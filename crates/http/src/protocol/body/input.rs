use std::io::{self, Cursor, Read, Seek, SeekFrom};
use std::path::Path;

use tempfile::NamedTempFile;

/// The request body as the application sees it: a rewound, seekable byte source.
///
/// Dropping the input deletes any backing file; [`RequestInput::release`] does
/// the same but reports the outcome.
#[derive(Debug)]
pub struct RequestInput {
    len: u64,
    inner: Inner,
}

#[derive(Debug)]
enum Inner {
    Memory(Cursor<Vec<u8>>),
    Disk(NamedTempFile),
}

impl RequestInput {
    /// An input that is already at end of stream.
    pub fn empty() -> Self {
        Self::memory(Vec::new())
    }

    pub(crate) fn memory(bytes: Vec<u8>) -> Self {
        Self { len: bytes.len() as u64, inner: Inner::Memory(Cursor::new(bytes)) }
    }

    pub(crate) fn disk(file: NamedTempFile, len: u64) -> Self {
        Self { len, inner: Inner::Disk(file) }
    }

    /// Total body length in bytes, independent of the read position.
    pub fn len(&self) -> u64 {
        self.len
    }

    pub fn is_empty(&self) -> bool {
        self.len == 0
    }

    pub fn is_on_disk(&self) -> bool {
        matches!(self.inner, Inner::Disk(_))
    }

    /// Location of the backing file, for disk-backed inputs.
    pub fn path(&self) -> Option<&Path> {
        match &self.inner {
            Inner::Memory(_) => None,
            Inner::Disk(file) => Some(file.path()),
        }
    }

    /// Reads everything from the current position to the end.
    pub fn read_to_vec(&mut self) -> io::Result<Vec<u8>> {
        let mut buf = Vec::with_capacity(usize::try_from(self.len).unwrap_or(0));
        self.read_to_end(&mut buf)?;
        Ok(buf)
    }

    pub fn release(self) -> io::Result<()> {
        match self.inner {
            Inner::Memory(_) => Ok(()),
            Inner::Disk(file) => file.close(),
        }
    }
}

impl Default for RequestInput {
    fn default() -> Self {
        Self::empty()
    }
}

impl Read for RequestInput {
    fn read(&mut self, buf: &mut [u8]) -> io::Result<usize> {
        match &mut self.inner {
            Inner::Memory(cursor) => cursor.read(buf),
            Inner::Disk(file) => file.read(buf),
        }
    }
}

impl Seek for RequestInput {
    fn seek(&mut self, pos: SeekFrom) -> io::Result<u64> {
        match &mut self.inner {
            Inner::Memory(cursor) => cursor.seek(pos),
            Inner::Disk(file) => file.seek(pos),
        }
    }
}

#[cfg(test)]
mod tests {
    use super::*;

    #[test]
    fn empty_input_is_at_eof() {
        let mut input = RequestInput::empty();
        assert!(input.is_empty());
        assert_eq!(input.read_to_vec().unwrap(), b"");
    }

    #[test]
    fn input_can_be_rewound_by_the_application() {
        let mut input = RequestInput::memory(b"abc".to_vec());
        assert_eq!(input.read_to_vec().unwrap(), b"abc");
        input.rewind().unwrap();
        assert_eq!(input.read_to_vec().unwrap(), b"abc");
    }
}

--

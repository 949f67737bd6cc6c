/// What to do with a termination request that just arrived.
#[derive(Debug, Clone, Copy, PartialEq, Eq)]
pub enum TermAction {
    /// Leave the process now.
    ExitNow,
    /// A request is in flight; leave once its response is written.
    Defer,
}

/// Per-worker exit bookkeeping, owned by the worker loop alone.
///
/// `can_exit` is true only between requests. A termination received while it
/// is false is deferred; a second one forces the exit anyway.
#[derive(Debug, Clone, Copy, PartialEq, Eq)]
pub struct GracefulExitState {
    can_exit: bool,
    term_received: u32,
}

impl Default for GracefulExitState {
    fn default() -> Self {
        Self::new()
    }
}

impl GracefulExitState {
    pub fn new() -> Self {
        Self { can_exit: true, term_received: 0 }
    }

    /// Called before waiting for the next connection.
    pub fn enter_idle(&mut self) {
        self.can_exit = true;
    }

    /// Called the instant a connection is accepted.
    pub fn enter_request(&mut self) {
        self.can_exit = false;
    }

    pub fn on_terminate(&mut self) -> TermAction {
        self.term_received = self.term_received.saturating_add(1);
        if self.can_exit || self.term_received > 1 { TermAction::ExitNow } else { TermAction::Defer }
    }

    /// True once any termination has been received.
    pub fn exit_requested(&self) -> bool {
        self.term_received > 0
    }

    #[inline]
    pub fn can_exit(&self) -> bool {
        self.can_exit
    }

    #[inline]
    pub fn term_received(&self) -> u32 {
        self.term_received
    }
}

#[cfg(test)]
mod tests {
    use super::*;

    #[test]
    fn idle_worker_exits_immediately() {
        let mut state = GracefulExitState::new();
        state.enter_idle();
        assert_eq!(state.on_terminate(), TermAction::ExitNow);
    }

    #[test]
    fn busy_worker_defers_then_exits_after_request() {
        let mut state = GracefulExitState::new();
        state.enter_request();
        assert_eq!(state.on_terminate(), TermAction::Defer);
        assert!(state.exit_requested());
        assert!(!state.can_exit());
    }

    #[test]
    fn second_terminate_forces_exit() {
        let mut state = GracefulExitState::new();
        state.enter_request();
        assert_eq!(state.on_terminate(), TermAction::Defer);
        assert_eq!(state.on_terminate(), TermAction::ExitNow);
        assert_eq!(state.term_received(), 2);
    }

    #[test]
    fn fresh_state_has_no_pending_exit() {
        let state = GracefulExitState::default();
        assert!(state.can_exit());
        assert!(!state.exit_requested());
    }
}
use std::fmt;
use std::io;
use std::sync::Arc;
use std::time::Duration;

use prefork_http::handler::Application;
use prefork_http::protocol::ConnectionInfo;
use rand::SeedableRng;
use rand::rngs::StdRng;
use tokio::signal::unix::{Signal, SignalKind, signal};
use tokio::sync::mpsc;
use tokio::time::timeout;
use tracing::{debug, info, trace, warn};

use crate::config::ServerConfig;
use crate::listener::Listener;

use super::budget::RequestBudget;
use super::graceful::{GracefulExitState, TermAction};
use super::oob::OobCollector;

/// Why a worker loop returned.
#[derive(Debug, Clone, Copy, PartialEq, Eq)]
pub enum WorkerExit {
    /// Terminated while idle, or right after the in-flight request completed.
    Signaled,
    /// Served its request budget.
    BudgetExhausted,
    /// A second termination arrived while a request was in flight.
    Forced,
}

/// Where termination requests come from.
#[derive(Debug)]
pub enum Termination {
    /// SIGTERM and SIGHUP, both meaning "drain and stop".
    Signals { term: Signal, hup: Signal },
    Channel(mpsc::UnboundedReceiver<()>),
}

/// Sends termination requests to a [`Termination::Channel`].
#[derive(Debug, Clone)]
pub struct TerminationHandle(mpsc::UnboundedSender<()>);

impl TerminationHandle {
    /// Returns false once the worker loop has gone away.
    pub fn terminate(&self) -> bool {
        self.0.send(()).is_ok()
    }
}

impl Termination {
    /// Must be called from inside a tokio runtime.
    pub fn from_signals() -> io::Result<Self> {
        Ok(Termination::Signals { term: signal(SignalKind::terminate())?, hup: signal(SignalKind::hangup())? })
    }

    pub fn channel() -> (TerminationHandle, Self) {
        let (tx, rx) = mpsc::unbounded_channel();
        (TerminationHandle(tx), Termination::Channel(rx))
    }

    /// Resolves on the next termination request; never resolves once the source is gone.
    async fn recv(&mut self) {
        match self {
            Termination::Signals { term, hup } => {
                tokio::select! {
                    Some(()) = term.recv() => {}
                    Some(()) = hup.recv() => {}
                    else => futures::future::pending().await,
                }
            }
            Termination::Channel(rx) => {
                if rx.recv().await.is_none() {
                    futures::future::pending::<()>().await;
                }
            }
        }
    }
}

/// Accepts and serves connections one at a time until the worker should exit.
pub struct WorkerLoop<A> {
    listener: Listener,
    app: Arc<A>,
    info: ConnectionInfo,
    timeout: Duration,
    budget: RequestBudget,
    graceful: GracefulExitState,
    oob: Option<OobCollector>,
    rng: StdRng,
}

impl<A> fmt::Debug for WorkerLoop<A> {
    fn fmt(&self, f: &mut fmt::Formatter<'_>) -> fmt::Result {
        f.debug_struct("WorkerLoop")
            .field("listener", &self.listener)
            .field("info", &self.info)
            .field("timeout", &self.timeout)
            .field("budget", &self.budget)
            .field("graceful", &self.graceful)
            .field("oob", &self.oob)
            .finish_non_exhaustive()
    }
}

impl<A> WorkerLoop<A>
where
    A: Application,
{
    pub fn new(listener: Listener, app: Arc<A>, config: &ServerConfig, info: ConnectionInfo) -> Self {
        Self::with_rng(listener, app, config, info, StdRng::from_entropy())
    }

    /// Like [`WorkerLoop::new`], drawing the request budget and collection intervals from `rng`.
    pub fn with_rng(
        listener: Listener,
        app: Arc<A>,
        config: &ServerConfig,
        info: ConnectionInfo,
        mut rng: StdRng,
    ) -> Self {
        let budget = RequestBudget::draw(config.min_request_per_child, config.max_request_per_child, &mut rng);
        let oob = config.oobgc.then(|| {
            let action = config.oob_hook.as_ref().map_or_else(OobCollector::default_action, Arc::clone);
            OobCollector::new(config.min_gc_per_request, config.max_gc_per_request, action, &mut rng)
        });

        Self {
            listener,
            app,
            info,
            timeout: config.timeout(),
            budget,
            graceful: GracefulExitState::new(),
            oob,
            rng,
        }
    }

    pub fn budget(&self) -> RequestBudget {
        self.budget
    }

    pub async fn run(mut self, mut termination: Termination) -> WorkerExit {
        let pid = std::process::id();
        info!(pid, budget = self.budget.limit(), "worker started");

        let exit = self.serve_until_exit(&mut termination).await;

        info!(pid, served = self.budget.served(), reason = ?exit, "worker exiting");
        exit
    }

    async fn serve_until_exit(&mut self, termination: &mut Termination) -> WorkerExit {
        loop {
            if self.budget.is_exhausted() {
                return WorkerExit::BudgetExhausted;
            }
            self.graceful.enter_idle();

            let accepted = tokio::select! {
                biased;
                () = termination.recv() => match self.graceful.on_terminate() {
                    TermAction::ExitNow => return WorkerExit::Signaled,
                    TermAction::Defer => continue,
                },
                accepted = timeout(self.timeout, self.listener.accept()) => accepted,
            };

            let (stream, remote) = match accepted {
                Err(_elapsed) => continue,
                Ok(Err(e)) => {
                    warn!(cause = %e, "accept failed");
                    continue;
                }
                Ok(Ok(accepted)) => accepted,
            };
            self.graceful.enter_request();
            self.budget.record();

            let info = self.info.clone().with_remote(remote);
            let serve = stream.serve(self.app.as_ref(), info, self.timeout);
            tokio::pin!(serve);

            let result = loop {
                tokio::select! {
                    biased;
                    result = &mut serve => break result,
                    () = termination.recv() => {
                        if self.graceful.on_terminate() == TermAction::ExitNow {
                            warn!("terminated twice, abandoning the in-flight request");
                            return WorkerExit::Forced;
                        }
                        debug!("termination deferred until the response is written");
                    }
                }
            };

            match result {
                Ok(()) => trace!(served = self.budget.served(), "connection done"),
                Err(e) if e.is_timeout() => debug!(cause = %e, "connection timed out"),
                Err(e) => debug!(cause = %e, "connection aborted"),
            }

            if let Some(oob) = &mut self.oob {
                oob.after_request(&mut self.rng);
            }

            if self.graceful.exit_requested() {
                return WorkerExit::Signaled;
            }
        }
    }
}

- _What the task requires_
For every line above that includes the word "SeekFrom", return the line.

- _Answer space_
use std::io::{self, Cursor, Read, Seek, SeekFrom};
    fn seek(&mut self, pos: SeekFrom) -> io::Result<u64> {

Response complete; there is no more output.